This may seem overkill to those who do not live in NYC or have never used its mass transit. But, this is a hot topic of conversation amongst NY public transportation commuters. Not only is it a hot topic but the discussions are often very passionate. The list of grievances against the douchebag commuter can be long or short, depending on who you talk to. Although, I must say that when asking some of my friends about what annoyed them the most about the subway, the conversations were very comical and explicative ridden. The following is diagnosis of only a few of the douchebag symptoms seen on the subway:

Last Seat Syndrome: By far the most coveted spot on the train is the last seat on the end near the door. Not only are you one of the few lucky ones to actually get a seat, it is easy to exit the train when you get to your stop, unlike those pesky seats in the middle where you have to barrel through middle of the train like a running back to exit (I sometimes question if I should even sit in those seats during rush hour). Entering and exiting the train is a delicate dance between commuters that is often fucked up by douchebags, but I’ll get to that later. Recently, however, the coveted last seat has been having a bit of a problem, in the form of someone else’s ass being in your face.
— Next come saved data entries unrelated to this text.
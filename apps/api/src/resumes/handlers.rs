use axum::{
    extract::{Path, State},
    http::StatusCode,
    Json,
};
use tracing::info;
use uuid::Uuid;

use crate::auth::{CurrentUser, MaybeUser};
use crate::errors::AppError;
use crate::models::resume::{CreateResumeRequest, Resume, UpdateResumeRequest};
use crate::models::{ApiResponse, MessageResponse};
use crate::resumes::validation::ValidJson;
use crate::state::AppState;

/// Ids that cannot exist are reported like any other missing record.
fn parse_resume_id(raw: &str) -> Result<Uuid, AppError> {
    Uuid::parse_str(raw).map_err(|_| AppError::NotFound)
}

/// GET /resumes
pub async fn handle_list(
    State(state): State<AppState>,
    CurrentUser(user_id): CurrentUser,
) -> Result<Json<ApiResponse<Vec<Resume>>>, AppError> {
    let resumes = state.resumes.list_owned(user_id).await?;
    Ok(Json(ApiResponse::new(resumes)))
}

/// POST /resumes
pub async fn handle_create(
    State(state): State<AppState>,
    CurrentUser(user_id): CurrentUser,
    ValidJson(req): ValidJson<CreateResumeRequest>,
) -> Result<(StatusCode, Json<ApiResponse<Resume>>), AppError> {
    let resume = state.resumes.insert(user_id, req.into()).await?;
    info!("Created resume {} for user {user_id}", resume.id);
    Ok((StatusCode::CREATED, Json(ApiResponse::new(resume))))
}

/// GET /resumes/:id
pub async fn handle_get(
    State(state): State<AppState>,
    MaybeUser(viewer): MaybeUser,
    Path(id): Path<String>,
) -> Result<Json<ApiResponse<Resume>>, AppError> {
    let id = parse_resume_id(&id)?;
    let resume = state
        .resumes
        .find_visible(id, viewer)
        .await?
        .ok_or(AppError::NotFound)?;
    Ok(Json(ApiResponse::new(resume)))
}

/// PUT /resumes/:id
pub async fn handle_update(
    State(state): State<AppState>,
    CurrentUser(user_id): CurrentUser,
    Path(id): Path<String>,
    ValidJson(req): ValidJson<UpdateResumeRequest>,
) -> Result<Json<ApiResponse<Resume>>, AppError> {
    let id = parse_resume_id(&id)?;
    let resume = state
        .resumes
        .update_owned(id, user_id, req.into())
        .await?
        .ok_or(AppError::NotFound)?;
    info!("Updated resume {id} for user {user_id}");
    Ok(Json(ApiResponse::new(resume)))
}

/// DELETE /resumes/:id
pub async fn handle_delete(
    State(state): State<AppState>,
    CurrentUser(user_id): CurrentUser,
    Path(id): Path<String>,
) -> Result<Json<MessageResponse>, AppError> {
    let id = parse_resume_id(&id)?;
    if !state.resumes.delete_owned(id, user_id).await? {
        return Err(AppError::NotFound);
    }
    info!("Deleted resume {id} for user {user_id}");
    Ok(Json(MessageResponse {
        message: "Resume deleted".to_string(),
    }))
}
There is a bar that separates the seat from the door area. It’s meant for safety, not someone’s ass. Not only is it gross just to have some strangers bum in your general face area, it messes up the seating arrangements of the passengers sitting near you. No one wants random ass in their face, so they start to lean in the opposite direction, causing a domino effect on those who are seated in that one tiny row. How you sit is tantamount to how the rest of the row is situated.


The Seat Wedger: Within the last couple of years the MTA has been updating the actual trains used. While the new ones have fancy new computerized “the next stop map is . . .” signs, better AC, and a general better aesthetic, I would have to say the best upgrade are that the seats do not have the little ass placement buckets. The old concept was simple, there’s the ass bucket, put your ass in it. However, as the years went on, well let’s just say a lot of people needed two ass buckets to place their one ass in. Meaning, less people get to sit down, or, worse, are crushed by someone wedging their more-than-one-bucket ass into the seat. The size of the people do not change with the non ass bucket trains, it’s just that without them there isn’t a set place where you have to sit, no one likes sitting with a raised indent going up your bum crack. Although, a true seat wedger will seek out even the tiniest of open seat, even if it means they can’t sit back fully. If you can’t sit back fully, that means there is not enough room











(Old Ass Bucket Seats v. New Seats. Yes, those are the real colors)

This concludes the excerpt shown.